Alguns estudos já haviam demonstrado a presença do novo coronavírus no cérebro, mas desta vez os experimentos comprovaram que a infecção e replicação nos astrócitos.
A presença do vírus foi confirmada nas 26 amostras estudadas, coletadas por meio de autópsia minimamente invasiva realizada em pacientes que morreram por causa da Covid-19.
Além disso, o estudo traz mais indícios de que a via de acesso para o cérebro é o nariz. Em outro braço da pesquisa, a análise de imagens de ressonância magnética em pacientes leves que não tinham precisado ainda de hospitalização demonstraram uma redução importante do córtex cerebral em algumas regiões próximas às vias aéreas, chamada de região orbitofrontal, comprovando que se tratam de alterações da estrutura cerebral.
Algumas áreas apresentavam espessura menor do que a média observada em cérebros não acometidos pela Covid-19, enquanto outras apresentavam aumento de tamanho o que, segundo os autores, poderia indicar algum grau de edema. Foi ainda nesta região que foram observadas as atrofias.
Suspeita de ligação com outras doenças genéticas
A pesquisadora da Unicamp Clarissa Lin Yasuda afirma ainda que há suspeita de que o vírus possa ativar doenças genéticas como esquizofrenia, Parkinson e Alzheimer. “O que nós ainda não sabemos é a gravidade destas lesões, se são passageiras ou se podem ser irreversíveis, por isso vamos acompanhar esses pacientes pelos próximos 3 anos para saber se o vírus desencadeia doenças degenerativas em quem tem algum potencial genético”, explica a pesquisadora.
Até agora os cientistas não tinham certeza se o vírus estava mesmo dentro das células do cérebro ou se os sintomas eram causados por outros problemas trazidos pela doença, mas os estudos mostraram o vírus agindo em células do cérebro. Embora a maior parte dos pacientes com Covid-19 apresente sintomas pulmonares, como pneumonia e falta de ar, cerca de 30% dos infectados acabam manifestando sintomas neurológicos ou psiquiátricos.
“Nos pacientes graves, a morte de neurônios já era esperada porque eles têm baixa oxigenação do sangue e isso prejudica muito o cérebro, mas uma pessoa leve ou moderada ter uma modificação significativa como esta é muito mais preocupante”, enfatiza Daniel Martins-de-Souza, pesquisador da Unicamp e do Instituto D’Or de Pesquisa e Ensino (IDOR), um dos líderes do estudo.
Mudança no tratamento
A descoberta é importante porque pode mudar o tipo de tratamento que os pacientes estão recebendo. Uma das perguntas que precisam ser respondidas é como o vírus chega ao sistema nervoso central e qual é o mecanismo de ação para entrar nos astrócitos.
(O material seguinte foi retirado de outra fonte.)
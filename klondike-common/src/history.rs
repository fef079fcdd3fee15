use crate::{
    board::Board,
    card::{Card, Run},
};

#[derive(Debug, Clone, PartialEq, Eq)]
pub enum HistoryEntry {
    /// Cards turned from the stock, or with `recycled` the waste as it was
    /// before being turned back into the stock.
    Draw { cards: Vec<Card>, recycled: bool },
    /// A run that landed somewhere. Logged, never reverted.
    Move { cards: Run },
}

impl HistoryEntry {
    /// Puts the board back to before this entry, as far as the cards involved are
    /// still where the entry left them. Returns whether anything changed.
    pub fn revert(&self, board: &mut Board) -> bool {
        match self {
            HistoryEntry::Draw {
                cards,
                recycled: false,
            } => {
                let mut changed = false;
                for card in cards.iter().rev() {
                    if let Some(pos) = board.waste.iter().position(|c| c.same_card(card)) {
                        let card = board.waste.remove(pos);
                        board.stock.push(card.turned_down());
                        changed = true;
                    }
                }
                changed
            }
            HistoryEntry::Draw {
                cards,
                recycled: true,
            } => {
                let mut restored = Vec::with_capacity(cards.len() + board.waste.len());
                for card in cards {
                    if let Some(pos) = board.stock.iter().position(|c| c.same_card(card)) {
                        let card = board.stock.remove(pos);
                        restored.push(card.turned_up());
                    }
                }
                let changed = !restored.is_empty();
                restored.append(&mut board.waste);
                board.waste = restored;
                changed
            }
            HistoryEntry::Move { .. } => false,
        }
    }
}

/// Linear log of completed actions, kept for the whole game.
#[derive(Debug, Clone, Default)]
pub struct History {
    entries: Vec<HistoryEntry>,
}

impl History {
    pub fn new() -> Self {
        Self::default()
    }

    pub fn record(&mut self, entry: HistoryEntry) {
        self.entries.push(entry);
    }

    pub fn pop(&mut self) -> Option<HistoryEntry> {
        self.entries.pop()
    }

    pub fn last(&self) -> Option<&HistoryEntry> {
        self.entries.last()
    }

    pub fn len(&self) -> usize {
        self.entries.len()
    }

    pub fn is_empty(&self) -> bool {
        self.entries.is_empty()
    }

    pub fn iter(&self) -> impl Iterator<Item = &HistoryEntry> {
        self.entries.iter()
    }
}

#[cfg(test)]
mod tests {
    use super::*;
    use crate::card::new_deck;
    use smallvec::smallvec;

    #[test]
    fn test_revert_draw_restores_stock_order() {
        let mut board = Board::deal(new_deck());
        let before = board.clone();
        let drawn = board.take_draw(3);
        board.waste.extend(drawn.iter().copied());

        let entry = HistoryEntry::Draw {
            cards: drawn,
            recycled: false,
        };
        assert!(entry.revert(&mut board));
        assert_eq!(board, before);
    }

    #[test]
    fn test_revert_draw_skips_cards_moved_on() {
        let mut board = Board::deal(new_deck());
        let drawn = board.take_draw(3);
        board.waste.extend(drawn.iter().copied());
        let played = board.waste.pop().unwrap();
        board.foundations[0].push(played);

        let entry = HistoryEntry::Draw {
            cards: drawn,
            recycled: false,
        };
        assert!(entry.revert(&mut board));
        assert!(board.waste.is_empty());
        assert_eq!(board.stock.len(), 23);
        assert_eq!(board.foundations[0], vec![played]);
        assert!(board.is_valid());
    }

    #[test]
    fn test_revert_recycle() {
        let mut board = Board::deal(new_deck());
        let mut waste = std::mem::take(&mut board.stock);
        for card in &mut waste {
            card.face_up = true;
        }
        board.waste = waste.clone();
        let saved = board.recycle();

        let entry = HistoryEntry::Draw {
            cards: saved,
            recycled: true,
        };
        assert!(entry.revert(&mut board));
        assert!(board.stock.is_empty());
        assert_eq!(board.waste, waste);
    }

    #[test]
    fn test_move_is_not_reverted() {
        let mut board = Board::new(3);
        let before = board.clone();
        let entry = HistoryEntry::Move {
            cards: smallvec![board.tableaus[0][0]],
        };
        assert!(!entry.revert(&mut board));
        assert_eq!(board, before);
    }

    #[test]
    fn test_history_is_a_stack() {
        let mut history = History::new();
        assert!(history.pop().is_none());
        history.record(HistoryEntry::Draw {
            cards: vec![],
            recycled: true,
        });
        history.record(HistoryEntry::Move { cards: Run::new() });
        assert_eq!(history.len(), 2);
        assert!(matches!(history.last(), Some(HistoryEntry::Move { .. })));
        assert!(matches!(history.pop(), Some(HistoryEntry::Move { .. })));
        assert!(matches!(history.pop(), Some(HistoryEntry::Draw { .. })));
        assert!(history.is_empty());
    }
}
“Até agora, a gente considerava que alguns sintomas eram secundários da doença, mas a gente está vendo que, em algumas pessoas, os sintomas neurológicos e psiquiátricos podem ser primários, ou seja, não adianta tratar o pulmão desse paciente porque o coronavírus está no cérebro. Entendendo que o vírus muda a forma de fazer energia nas células, nós conseguimos começar a pensar em como usar os medicamentos corretos”, explica Martins-de-Souza.
Para Lin Yasuda, a principal contribuição é ajudar a encontrar alvos para o tratamento. “Se eu souber que o Sars-CoV-2 mexe com os astrócitos, eu posso inventar uma droga que não deixe ele entrar nesta célula, ou que fortaleça essa célula, ou eu posso, talvez, criar uma medicação que possa ser utilizada por via nasal para ajudar a evitar que o novo coronavírus entre no organismo. Isso aumenta as nossas chances de combate à doença. Quando eu não sei com quem eu vou brigar, como eu vou me defender?”, destaca a neurologista.